6 Responses to “Marketing in Your Footsteps”

  1. December 24th, 2012 at 4:57 pm

    Martin said:

    Ah, TCT should be saluted for keeping the flame burning bright in 2012.
    None of this was taken care of, though – Canadians, our supposed betters, smoke like fiends in public, and the corporate profits of the killer cigarette companies, like those of the killer car companies, are woven through succesive generations of rich families.
    The next generation, and the one after that, are inheriting disaster – so did we, like these dumbass commercials and drone politicians, but these televisual oddities make for a good laugh, and make this one hell of a good time to be alive – to celebrate the supreme fun of castigating bullshit.

  2. December 25th, 2012 at 11:12 am

    Michael Dawson said:

    Thanks, Martin, for the kind words. And you are supremely right — we live in a Golden Age for social criticism. If one views it as sport, it does have its limited pleasures. 2013 will surely be even more “fun.”

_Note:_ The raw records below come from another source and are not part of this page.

//! Double-precision 3D math: vectors, transforms, cameras, rays and
//! triangle meshes.

mod camera;
mod mat4;
mod mesh;
mod ray;
mod vec3;

pub use camera::Camera;
pub use mat4::Mat4;
pub use mesh::{Face, Mesh, Texture};
pub use ray::{Ray, RayHit};
pub use vec3::Vec3;
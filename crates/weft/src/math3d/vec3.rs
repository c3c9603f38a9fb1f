use std::ops::{Add, Mul, Neg, Sub};

/// A point or direction in 3-space.
#[derive(Debug, Clone, Copy, PartialEq, Default)]
pub struct Vec3 {
    pub x: f64,
    pub y: f64,
    pub z: f64,
}

impl Vec3 {
    pub const ZERO: Self = Self {
        x: 0.0,
        y: 0.0,
        z: 0.0,
    };

    pub fn new(x: f64, y: f64, z: f64) -> Self {
        Self { x, y, z }
    }

    pub fn dot(self, other: Self) -> f64 {
        self.x * other.x + self.y * other.y + self.z * other.z
    }

    pub fn cross(self, other: Self) -> Self {
        Self {
            x: self.y * other.z - self.z * other.y,
            y: self.z * other.x - self.x * other.z,
            z: self.x * other.y - self.y * other.x,
        }
    }

    pub fn length(self) -> f64 {
        self.dot(self).sqrt()
    }

    /// Unit vector in this direction. The zero vector normalizes to
    /// itself, which callers in per-pixel loops rely on.
    pub fn normalize(self) -> Self {
        let len = self.length();
        if len == 0.0 { Self::ZERO } else { self * (1.0 / len) }
    }
}

impl Add for Vec3 {
    type Output = Self;

    fn add(self, rhs: Self) -> Self {
        Self::new(self.x + rhs.x, self.y + rhs.y, self.z + rhs.z)
    }
}

impl Sub for Vec3 {
    type Output = Self;

    fn sub(self, rhs: Self) -> Self {
        Self::new(self.x - rhs.x, self.y - rhs.y, self.z - rhs.z)
    }
}

impl Mul<f64> for Vec3 {
    type Output = Self;

    fn mul(self, s: f64) -> Self {
        Self::new(self.x * s, self.y * s, self.z * s)
    }
}

impl Neg for Vec3 {
    type Output = Self;

    fn neg(self) -> Self {
        Self::new(-self.x, -self.y, -self.z)
    }
}

impl From<(f64, f64, f64)> for Vec3 {
    fn from((x, y, z): (f64, f64, f64)) -> Self {
        Self::new(x, y, z)
    }
}

#[cfg(test)]
mod tests {
    use super::*;

    #[test]
    fn cross_is_orthogonal() {
        let a = Vec3::new(1.0, 2.0, 3.0);
        let b = Vec3::new(-2.0, 0.5, 4.0);
        let c = a.cross(b);
        assert!(c.dot(a).abs() < 1e-12);
        assert!(c.dot(b).abs() < 1e-12);
    }

    #[test]
    fn normalize_unit_length() {
        let v = Vec3::new(3.0, 4.0, 0.0).normalize();
        assert!((v.length() - 1.0).abs() < 1e-12);
        assert!((v.x - 0.6).abs() < 1e-12);
    }

    #[test]
    fn normalize_zero_is_zero() {
        assert_eq!(Vec3::ZERO.normalize(), Vec3::ZERO);
    }
}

  3. December 26th, 2012 at 4:22 am

    Marla Singer said:

    Well, that may be the wrong question. The urbanized and fortified enclaves with machines and electricity that remain probably won’t notice that much of adifference, and the teeming masses outside will be too hungry, developmentally and cognitively impaired, and desperate to notice it either. As my father likes to say these days, the world is sliding into a “concentration camp” mentality, i.e. “you die today, I’ll die tomorrow”, meaning that everybody has given up on trying to find a dignified solution, and all that is left is maximising the short term benefits (e.g. an extra lunch, or a blanket), and not thinking about the possibly impending death tomorrow, and worst of all – discounting the death of your fellow prisoners today..

    I woke up particularly desperate today. Things may look surviveable up there in Oregon, but looking around me here in Texas, it’s an already a very bleak and scary situation with the growing poverty and thoughtless development – if you look at the new highways and subdivisions, you’d think that nobody has ever seen the overwhelming data on how bad, bad, bad, these ideas are.

    All I can do is be mad, eat some delicious breakfast tacos while they are still available, and trim my belongings (a task that’s very difficult thtoughout th year, but especially difficult at christmas time. My mother ini law gave us a goddamned Keurig coffee brewer AND a rotating carousel for storing the stupid plastic one time use k-cups. Instead of launching an epic rant, i faked an epic excitement and therefore, contributed to the problem.)

  4. December 26th, 2012 at 9:34 am

    Michael Dawson said:

    That’s why Christmas is such a great capitalist trick: It requires increasingly contrived purchases, as so many people already “have everything.” Maybe next year, your MIL can get you a Soda Stream, so you can make your own sugar-water from their own set of packaged potions and counter-top thingamajigs.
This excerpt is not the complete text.